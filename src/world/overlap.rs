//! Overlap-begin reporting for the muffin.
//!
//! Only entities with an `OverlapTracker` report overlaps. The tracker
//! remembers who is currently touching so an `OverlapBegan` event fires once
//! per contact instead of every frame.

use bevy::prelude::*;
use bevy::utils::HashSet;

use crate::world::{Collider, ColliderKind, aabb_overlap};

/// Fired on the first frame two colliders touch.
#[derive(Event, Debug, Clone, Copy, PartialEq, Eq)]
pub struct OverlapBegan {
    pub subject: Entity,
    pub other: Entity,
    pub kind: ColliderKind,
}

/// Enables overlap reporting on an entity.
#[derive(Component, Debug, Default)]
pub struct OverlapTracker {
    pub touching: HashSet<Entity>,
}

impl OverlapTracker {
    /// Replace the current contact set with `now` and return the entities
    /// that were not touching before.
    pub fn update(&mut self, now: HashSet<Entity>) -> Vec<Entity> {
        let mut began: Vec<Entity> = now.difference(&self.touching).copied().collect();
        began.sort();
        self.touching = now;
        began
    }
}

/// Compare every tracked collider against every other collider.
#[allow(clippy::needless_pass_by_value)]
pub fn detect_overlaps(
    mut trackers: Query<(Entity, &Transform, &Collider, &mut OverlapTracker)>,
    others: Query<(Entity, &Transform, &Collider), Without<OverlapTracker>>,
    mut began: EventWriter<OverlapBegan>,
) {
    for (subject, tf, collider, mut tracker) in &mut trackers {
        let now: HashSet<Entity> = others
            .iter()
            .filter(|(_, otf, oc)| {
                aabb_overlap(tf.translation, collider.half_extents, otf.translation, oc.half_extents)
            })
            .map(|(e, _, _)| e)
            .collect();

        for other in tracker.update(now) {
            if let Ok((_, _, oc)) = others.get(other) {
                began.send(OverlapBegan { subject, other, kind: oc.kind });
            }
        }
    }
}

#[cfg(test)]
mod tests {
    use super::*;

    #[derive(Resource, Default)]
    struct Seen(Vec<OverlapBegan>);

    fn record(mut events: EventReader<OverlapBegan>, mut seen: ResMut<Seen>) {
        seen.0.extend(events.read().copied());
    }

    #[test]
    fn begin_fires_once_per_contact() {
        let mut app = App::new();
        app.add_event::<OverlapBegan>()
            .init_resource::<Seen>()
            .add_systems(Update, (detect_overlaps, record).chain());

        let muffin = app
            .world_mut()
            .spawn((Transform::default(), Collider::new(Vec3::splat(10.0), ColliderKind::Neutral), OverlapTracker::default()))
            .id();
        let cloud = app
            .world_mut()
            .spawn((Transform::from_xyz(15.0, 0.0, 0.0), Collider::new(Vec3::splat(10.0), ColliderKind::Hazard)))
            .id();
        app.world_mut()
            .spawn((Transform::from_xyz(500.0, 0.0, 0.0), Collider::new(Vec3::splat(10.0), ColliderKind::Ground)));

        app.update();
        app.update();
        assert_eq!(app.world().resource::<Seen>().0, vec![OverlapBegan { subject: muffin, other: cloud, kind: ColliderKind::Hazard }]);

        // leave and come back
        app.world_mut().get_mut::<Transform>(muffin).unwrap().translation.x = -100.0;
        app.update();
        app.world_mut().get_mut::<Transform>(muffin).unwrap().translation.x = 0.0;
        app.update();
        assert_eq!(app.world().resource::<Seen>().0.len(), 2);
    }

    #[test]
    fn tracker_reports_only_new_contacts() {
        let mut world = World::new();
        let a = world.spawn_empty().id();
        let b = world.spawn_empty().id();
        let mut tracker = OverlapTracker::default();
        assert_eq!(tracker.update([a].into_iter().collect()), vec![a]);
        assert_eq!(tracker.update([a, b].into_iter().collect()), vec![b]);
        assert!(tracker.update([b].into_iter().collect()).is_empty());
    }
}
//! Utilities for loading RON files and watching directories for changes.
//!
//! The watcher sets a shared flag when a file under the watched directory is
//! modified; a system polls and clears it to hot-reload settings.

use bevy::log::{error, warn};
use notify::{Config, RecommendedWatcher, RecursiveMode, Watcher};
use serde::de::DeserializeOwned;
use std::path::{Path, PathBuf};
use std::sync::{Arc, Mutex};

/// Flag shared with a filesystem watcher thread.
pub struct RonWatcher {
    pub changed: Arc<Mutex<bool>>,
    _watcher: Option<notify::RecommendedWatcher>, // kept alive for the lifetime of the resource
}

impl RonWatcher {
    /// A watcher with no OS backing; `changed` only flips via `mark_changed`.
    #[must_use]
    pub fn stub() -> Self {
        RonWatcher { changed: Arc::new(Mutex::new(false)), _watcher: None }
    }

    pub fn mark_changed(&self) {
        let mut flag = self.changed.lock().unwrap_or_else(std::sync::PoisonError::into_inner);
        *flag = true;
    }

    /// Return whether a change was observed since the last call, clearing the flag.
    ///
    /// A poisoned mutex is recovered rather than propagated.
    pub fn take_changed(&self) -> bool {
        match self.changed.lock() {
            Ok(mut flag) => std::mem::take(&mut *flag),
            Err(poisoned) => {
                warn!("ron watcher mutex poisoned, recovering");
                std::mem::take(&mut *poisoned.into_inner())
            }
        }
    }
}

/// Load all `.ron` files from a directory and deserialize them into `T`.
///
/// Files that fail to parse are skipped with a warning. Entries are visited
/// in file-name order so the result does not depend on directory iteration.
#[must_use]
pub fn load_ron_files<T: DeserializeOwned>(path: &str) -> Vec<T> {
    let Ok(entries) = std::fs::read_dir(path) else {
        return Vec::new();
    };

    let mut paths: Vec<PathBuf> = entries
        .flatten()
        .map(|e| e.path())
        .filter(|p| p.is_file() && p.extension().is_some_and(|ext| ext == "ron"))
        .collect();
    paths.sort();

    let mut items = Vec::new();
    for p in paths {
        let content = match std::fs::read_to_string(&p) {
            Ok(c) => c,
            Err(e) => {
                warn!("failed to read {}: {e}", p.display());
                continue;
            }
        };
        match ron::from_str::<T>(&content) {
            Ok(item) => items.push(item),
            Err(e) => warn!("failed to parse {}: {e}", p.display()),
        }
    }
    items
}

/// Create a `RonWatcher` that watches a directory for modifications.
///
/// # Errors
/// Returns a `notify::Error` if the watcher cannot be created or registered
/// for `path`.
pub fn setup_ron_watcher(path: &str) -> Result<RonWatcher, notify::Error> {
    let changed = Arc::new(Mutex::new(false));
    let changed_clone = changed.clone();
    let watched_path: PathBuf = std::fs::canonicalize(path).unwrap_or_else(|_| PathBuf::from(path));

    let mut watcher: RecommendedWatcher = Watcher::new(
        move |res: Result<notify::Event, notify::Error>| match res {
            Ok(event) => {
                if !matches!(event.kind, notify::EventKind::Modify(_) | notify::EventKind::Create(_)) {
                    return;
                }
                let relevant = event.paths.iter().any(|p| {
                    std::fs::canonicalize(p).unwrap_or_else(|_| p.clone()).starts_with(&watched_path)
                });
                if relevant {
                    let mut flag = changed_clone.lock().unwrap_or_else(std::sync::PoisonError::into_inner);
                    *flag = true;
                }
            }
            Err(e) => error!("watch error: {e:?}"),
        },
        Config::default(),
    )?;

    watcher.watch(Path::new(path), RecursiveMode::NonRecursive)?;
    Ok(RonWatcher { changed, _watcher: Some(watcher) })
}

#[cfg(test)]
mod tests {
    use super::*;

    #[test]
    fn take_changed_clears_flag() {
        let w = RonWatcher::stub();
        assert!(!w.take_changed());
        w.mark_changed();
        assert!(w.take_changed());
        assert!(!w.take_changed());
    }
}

• • •

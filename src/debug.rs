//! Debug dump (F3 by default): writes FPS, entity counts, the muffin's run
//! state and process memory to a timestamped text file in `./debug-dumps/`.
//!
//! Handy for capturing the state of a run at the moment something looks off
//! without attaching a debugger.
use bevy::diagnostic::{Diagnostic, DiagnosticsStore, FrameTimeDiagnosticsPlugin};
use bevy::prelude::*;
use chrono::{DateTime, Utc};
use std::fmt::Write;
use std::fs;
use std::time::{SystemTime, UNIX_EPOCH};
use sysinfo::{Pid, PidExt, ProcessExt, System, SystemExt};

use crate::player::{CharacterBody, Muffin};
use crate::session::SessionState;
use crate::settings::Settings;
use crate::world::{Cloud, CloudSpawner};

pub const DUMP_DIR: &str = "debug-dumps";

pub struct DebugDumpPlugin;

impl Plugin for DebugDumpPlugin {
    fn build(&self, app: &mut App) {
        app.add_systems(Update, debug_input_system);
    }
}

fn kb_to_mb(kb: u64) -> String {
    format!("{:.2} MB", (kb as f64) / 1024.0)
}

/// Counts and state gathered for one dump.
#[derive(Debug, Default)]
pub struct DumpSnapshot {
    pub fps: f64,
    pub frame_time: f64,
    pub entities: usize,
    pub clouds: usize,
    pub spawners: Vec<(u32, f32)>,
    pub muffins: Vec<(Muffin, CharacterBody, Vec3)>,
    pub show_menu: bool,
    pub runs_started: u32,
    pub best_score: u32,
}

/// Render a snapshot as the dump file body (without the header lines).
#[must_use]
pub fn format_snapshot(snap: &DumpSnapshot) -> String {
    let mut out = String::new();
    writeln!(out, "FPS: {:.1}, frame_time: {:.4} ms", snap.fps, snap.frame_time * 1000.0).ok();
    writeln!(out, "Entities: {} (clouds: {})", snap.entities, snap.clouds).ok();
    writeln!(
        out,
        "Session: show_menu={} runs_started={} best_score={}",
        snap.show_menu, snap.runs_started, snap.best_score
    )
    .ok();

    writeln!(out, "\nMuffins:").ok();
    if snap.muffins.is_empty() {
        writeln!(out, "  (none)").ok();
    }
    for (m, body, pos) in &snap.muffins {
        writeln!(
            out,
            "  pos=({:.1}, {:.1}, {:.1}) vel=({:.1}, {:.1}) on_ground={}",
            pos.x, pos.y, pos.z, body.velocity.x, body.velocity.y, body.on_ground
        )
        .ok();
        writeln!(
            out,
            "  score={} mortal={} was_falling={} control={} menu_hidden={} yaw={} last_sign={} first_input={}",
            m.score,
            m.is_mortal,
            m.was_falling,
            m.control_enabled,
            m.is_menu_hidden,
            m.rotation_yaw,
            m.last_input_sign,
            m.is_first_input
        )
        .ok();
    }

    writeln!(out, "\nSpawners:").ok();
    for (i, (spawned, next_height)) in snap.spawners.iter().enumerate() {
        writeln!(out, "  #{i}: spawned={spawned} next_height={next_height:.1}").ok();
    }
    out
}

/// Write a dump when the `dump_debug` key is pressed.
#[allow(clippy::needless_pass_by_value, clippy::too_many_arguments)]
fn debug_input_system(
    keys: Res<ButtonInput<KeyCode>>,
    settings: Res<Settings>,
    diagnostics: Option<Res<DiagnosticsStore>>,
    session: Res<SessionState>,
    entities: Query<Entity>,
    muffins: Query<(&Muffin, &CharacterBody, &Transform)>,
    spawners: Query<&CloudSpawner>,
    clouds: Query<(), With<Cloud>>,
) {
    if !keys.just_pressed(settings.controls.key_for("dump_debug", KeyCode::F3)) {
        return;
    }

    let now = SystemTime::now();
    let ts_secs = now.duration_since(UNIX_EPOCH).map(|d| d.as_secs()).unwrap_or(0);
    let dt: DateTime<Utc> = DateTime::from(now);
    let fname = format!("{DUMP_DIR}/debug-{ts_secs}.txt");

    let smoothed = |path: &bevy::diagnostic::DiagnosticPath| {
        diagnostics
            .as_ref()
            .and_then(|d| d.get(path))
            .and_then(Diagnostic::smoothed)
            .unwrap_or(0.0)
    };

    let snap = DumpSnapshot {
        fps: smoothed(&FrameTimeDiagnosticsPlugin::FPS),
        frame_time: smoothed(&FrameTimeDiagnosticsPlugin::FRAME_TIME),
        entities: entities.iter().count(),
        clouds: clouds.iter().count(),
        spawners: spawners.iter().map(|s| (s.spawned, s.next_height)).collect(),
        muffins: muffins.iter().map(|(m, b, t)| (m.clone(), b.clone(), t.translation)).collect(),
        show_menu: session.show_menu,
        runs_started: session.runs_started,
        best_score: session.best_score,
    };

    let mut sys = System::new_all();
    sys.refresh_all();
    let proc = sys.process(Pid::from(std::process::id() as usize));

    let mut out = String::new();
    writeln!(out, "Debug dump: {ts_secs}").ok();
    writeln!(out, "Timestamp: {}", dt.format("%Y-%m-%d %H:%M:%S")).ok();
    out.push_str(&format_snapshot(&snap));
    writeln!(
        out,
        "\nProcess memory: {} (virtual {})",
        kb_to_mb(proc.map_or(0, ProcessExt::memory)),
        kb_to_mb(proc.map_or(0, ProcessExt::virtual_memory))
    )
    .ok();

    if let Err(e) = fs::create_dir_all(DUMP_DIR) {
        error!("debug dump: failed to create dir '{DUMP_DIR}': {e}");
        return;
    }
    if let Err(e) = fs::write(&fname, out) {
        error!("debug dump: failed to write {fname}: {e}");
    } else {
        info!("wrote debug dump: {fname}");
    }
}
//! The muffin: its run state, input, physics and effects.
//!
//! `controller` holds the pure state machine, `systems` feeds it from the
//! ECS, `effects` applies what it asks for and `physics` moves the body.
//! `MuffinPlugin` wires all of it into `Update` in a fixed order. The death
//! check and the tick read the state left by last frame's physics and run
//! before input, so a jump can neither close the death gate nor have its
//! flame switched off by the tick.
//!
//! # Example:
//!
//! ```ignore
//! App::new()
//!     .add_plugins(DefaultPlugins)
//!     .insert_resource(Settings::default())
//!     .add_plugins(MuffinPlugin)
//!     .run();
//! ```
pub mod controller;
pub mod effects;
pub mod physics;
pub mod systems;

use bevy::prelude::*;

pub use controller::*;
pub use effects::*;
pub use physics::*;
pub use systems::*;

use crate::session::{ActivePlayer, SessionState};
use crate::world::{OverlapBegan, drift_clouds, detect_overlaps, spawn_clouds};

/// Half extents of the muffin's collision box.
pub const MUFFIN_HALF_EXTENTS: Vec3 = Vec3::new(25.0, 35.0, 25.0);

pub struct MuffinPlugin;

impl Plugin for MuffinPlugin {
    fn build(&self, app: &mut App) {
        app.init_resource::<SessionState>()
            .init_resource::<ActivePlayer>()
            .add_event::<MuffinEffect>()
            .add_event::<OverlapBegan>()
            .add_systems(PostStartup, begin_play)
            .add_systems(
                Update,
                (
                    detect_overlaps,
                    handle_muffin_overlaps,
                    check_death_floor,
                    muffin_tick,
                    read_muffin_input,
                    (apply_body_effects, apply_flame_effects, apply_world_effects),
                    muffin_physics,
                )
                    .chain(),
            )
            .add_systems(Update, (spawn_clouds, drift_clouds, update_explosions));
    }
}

• • •

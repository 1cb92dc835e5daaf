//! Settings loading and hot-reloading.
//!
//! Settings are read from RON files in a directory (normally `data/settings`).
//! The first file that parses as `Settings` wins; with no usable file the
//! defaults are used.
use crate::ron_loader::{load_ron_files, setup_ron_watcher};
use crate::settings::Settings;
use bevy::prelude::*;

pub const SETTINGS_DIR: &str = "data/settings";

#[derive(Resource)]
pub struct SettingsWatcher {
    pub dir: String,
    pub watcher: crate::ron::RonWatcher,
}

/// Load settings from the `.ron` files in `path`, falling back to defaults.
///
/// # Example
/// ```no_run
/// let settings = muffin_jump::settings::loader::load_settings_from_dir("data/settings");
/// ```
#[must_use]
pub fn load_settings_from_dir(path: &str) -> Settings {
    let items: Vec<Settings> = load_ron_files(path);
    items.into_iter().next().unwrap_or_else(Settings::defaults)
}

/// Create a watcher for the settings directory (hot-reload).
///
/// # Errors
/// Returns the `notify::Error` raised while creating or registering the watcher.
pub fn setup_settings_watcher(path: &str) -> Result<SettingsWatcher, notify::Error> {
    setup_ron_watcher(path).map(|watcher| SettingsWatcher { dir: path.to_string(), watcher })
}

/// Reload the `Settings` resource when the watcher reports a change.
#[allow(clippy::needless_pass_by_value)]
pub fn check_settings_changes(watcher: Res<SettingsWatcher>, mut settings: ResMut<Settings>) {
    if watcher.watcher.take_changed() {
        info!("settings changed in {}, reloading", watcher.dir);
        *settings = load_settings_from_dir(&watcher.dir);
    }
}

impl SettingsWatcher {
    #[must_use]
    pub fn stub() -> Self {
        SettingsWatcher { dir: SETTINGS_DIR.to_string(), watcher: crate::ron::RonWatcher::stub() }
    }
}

• • •

## EXERCISE DETAILS:
Looking at the listing above, how many of its lines contain "fname"? Say only the number.

## TASK RESULT:
4